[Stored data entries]

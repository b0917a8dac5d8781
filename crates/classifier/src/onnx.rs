//! ONNX Runtime backend.
//!
//! The graph takes one float tensor and returns one float tensor as its
//! first output. Both shapes are read from the graph at load time, so a
//! graph that does not map 15 values to 26 is rejected before any frame
//! reaches it.

use std::path::Path;

use handsign_common::error::{HandsignError, HandsignResult};
use ort::session::builder::GraphOptimizationLevel;
use ort::session::Session;
use ort::value::{Tensor, ValueType};

use crate::model::{frame_len, GestureModel};

/// A gesture model executed by ONNX Runtime.
pub struct OnnxModel {
    session: Session,
    input_name: String,
    input_len: usize,
    output_len: usize,
}

impl OnnxModel {
    /// Build a single-threaded session for the graph at `path`.
    ///
    /// Fails with `ModelLoad` when the graph has no inputs or outputs, or
    /// when either shape is not a fixed per-frame length.
    pub fn load(path: &Path) -> HandsignResult<Self> {
        let session = build_session(path)
            .map_err(|e| HandsignError::model_load(path, format!("{e:#}")))?;

        let input = session
            .inputs
            .first()
            .ok_or_else(|| HandsignError::model_load(path, "graph declares no inputs"))?;
        let input_name = input.name.clone();
        let input_len = declared_len(path, "input", &input.input_type)?;

        let output = session
            .outputs
            .first()
            .ok_or_else(|| HandsignError::model_load(path, "graph declares no outputs"))?;
        let output_len = declared_len(path, "output", &output.output_type)?;

        tracing::debug!(
            path = %path.display(),
            input = %input_name,
            input_len,
            output_len,
            "ONNX session ready"
        );
        Ok(Self {
            session,
            input_name,
            input_len,
            output_len,
        })
    }
}

fn declared_len(path: &Path, which: &str, ty: &ValueType) -> HandsignResult<usize> {
    let dims: Vec<i64> = ty
        .tensor_shape()
        .ok_or_else(|| HandsignError::model_load(path, format!("graph {which} is not a tensor")))?
        .iter()
        .copied()
        .collect();
    frame_len(&dims).ok_or_else(|| {
        HandsignError::model_load(path, format!("graph {which} has unsupported shape {dims:?}"))
    })
}

fn build_session(path: &Path) -> anyhow::Result<Session> {
    use anyhow::Context;

    // One frame at a time: parallelism inside a 15→26 graph only adds overhead.
    let session = Session::builder()
        .context("failed to create ORT session builder")?
        .with_optimization_level(GraphOptimizationLevel::Level3)
        .context("failed to set ORT optimization level")?
        .with_intra_threads(1)
        .context("failed to set ORT intra threads")?
        .with_inter_threads(1)
        .context("failed to set ORT inter threads")?
        .commit_from_file(path)
        .context("failed to load ONNX gesture model")?;
    Ok(session)
}

impl GestureModel for OnnxModel {
    fn input_len(&self) -> usize {
        self.input_len
    }

    fn output_len(&self) -> usize {
        self.output_len
    }

    fn run(&mut self, input: &[f32]) -> HandsignResult<Vec<f32>> {
        if input.len() != self.input_len {
            return Err(HandsignError::shape_mismatch(
                "onnx model input",
                self.input_len,
                input.len(),
            ));
        }

        let tensor = Tensor::from_array(([1usize, self.input_len], input.to_vec()))
            .map_err(|e| anyhow::anyhow!("failed to build input tensor: {e}"))?;
        let outputs = self
            .session
            .run(ort::inputs![self.input_name.as_str() => tensor])
            .map_err(|e| anyhow::anyhow!("ONNX inference failed: {e}"))?;

        let (_, value) = outputs
            .iter()
            .next()
            .ok_or_else(|| anyhow::anyhow!("ONNX model produced no outputs"))?;
        let (_shape, data) = value
            .try_extract_tensor::<f32>()
            .map_err(|e| anyhow::anyhow!("failed to extract output tensor: {e}"))?;

        Ok(data.to_vec())
    }

    fn name(&self) -> &str {
        "onnx"
    }

    fn describe(&self) -> Vec<String> {
        vec![format!(
            "graph input {:?}: {} -> {}",
            self.input_name, self.input_len, self.output_len
        )]
    }
}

**WORK TO COMPLETE**:
Nothing outside the span should appear: transcribe the lines from the one containing "let outputs = self" through the last line of the records.

**RESULT OF THIS TASK**:
        let outputs = self
            .session
            .run(ort::inputs![self.input_name.as_str() => tensor])
            .map_err(|e| anyhow::anyhow!("ONNX inference failed: {e}"))?;

        let (_, value) = outputs
            .iter()
            .next()
            .ok_or_else(|| anyhow::anyhow!("ONNX model produced no outputs"))?;
        let (_shape, data) = value
            .try_extract_tensor::<f32>()
            .map_err(|e| anyhow::anyhow!("failed to extract output tensor: {e}"))?;

        Ok(data.to_vec())
    }

    fn name(&self) -> &str {
        "onnx"
    }

    fn describe(&self) -> Vec<String> {
        vec![format!(
            "graph input {:?}: {} -> {}",
            self.input_name, self.input_len, self.output_len
        )]
    }
}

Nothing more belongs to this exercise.